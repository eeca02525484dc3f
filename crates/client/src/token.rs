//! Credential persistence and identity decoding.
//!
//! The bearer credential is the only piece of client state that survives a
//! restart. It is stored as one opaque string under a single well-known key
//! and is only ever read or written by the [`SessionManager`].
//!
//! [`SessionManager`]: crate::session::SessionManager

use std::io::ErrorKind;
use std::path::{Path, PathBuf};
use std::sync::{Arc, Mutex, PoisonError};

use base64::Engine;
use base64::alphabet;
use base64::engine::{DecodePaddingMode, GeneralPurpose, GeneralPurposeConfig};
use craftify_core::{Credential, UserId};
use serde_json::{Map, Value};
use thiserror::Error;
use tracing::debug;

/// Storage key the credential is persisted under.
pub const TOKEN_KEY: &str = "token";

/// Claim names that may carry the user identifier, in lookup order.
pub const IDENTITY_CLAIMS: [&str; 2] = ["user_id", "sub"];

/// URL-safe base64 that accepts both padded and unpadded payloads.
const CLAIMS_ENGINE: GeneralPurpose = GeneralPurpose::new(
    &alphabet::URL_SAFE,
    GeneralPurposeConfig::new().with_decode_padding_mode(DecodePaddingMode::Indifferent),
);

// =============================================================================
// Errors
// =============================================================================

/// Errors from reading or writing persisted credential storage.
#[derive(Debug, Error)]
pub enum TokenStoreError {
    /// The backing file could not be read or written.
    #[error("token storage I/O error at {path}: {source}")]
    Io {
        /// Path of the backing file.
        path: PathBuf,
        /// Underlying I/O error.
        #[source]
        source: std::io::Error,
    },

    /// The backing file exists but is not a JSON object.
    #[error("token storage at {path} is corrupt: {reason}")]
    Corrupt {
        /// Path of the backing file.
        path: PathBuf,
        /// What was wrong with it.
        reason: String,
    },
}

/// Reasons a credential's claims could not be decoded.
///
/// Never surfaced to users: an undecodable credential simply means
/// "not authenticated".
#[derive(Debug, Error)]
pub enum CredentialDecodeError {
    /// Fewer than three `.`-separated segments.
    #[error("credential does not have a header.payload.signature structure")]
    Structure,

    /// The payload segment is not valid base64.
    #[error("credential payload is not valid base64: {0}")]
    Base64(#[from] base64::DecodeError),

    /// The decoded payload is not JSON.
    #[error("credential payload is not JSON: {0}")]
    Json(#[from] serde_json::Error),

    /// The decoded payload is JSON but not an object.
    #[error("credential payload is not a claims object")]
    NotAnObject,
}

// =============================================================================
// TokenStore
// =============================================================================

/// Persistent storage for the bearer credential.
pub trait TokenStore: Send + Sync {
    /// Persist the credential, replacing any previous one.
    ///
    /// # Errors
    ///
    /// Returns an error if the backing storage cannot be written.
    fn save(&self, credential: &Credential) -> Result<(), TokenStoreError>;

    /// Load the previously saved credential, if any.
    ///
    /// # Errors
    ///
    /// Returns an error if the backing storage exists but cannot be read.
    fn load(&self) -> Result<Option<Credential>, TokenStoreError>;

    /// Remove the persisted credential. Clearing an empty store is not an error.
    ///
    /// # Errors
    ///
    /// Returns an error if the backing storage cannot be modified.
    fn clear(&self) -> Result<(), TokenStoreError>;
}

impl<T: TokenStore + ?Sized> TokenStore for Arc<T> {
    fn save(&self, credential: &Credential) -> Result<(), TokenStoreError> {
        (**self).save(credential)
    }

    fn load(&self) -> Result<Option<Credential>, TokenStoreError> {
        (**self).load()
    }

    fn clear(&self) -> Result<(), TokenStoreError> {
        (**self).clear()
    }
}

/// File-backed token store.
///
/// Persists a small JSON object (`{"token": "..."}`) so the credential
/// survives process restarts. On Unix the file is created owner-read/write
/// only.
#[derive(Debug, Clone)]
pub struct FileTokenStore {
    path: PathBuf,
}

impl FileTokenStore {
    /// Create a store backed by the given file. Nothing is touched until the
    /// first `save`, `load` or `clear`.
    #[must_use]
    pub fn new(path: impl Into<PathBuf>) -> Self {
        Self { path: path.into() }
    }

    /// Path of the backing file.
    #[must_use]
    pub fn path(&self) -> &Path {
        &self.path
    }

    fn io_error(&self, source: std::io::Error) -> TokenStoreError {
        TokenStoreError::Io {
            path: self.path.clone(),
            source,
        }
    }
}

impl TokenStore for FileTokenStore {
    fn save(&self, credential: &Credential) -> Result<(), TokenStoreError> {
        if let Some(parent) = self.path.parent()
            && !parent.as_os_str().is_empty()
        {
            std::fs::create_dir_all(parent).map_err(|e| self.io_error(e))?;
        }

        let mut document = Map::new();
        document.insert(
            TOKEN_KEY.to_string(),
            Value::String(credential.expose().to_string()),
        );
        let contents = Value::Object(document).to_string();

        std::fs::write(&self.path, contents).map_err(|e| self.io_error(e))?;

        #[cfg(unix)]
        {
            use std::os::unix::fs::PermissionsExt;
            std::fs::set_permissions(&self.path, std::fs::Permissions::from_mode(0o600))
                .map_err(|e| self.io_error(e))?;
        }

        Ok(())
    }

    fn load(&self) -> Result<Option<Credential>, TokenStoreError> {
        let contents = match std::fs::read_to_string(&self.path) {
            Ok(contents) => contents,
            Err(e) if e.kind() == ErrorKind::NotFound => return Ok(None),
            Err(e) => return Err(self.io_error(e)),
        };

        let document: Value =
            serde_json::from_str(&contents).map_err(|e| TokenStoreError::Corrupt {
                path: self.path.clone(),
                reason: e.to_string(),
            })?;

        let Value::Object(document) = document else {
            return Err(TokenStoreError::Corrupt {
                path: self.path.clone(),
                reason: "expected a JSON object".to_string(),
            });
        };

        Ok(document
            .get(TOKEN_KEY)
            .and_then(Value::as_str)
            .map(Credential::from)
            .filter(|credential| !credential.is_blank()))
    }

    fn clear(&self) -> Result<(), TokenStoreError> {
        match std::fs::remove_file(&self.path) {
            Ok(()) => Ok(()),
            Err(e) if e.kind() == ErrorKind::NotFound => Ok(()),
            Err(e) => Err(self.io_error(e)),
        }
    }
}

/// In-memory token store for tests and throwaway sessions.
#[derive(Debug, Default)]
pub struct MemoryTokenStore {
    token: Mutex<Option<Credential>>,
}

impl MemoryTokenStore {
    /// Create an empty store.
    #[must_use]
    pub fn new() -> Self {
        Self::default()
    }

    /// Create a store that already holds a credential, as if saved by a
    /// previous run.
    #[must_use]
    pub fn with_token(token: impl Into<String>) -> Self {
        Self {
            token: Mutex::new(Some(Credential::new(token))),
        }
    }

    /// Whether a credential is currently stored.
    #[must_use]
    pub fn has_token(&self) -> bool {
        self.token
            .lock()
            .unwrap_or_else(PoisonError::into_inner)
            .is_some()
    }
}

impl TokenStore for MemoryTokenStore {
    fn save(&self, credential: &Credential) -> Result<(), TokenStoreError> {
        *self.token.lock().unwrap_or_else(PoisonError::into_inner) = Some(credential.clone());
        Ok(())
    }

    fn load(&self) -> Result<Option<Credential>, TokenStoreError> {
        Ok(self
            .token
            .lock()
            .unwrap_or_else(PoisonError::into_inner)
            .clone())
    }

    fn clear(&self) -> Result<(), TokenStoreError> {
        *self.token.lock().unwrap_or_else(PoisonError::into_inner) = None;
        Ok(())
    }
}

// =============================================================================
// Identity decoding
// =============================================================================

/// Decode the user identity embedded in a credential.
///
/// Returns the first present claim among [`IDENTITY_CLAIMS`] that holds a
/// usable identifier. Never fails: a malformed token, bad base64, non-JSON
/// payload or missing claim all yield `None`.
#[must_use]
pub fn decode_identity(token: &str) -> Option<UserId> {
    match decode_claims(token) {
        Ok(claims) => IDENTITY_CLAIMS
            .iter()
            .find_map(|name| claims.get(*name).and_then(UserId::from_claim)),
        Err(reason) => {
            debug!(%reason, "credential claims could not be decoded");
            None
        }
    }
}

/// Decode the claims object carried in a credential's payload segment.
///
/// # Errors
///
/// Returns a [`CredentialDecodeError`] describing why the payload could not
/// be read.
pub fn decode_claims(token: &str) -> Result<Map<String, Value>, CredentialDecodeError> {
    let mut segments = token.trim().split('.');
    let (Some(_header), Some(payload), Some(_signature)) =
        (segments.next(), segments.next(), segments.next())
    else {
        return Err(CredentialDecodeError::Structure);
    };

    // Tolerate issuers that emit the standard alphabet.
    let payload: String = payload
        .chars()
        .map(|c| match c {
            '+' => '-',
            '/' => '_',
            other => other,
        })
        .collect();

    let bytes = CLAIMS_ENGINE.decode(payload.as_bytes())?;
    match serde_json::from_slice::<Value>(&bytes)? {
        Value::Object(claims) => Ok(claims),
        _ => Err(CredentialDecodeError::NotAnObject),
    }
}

▶ **Exercise prompt**
Report each line in the data that holds the word "exists".

▶ **Exercise solution**
    /// The backing file exists but is not a JSON object.
    /// Returns an error if the backing storage exists but cannot be read.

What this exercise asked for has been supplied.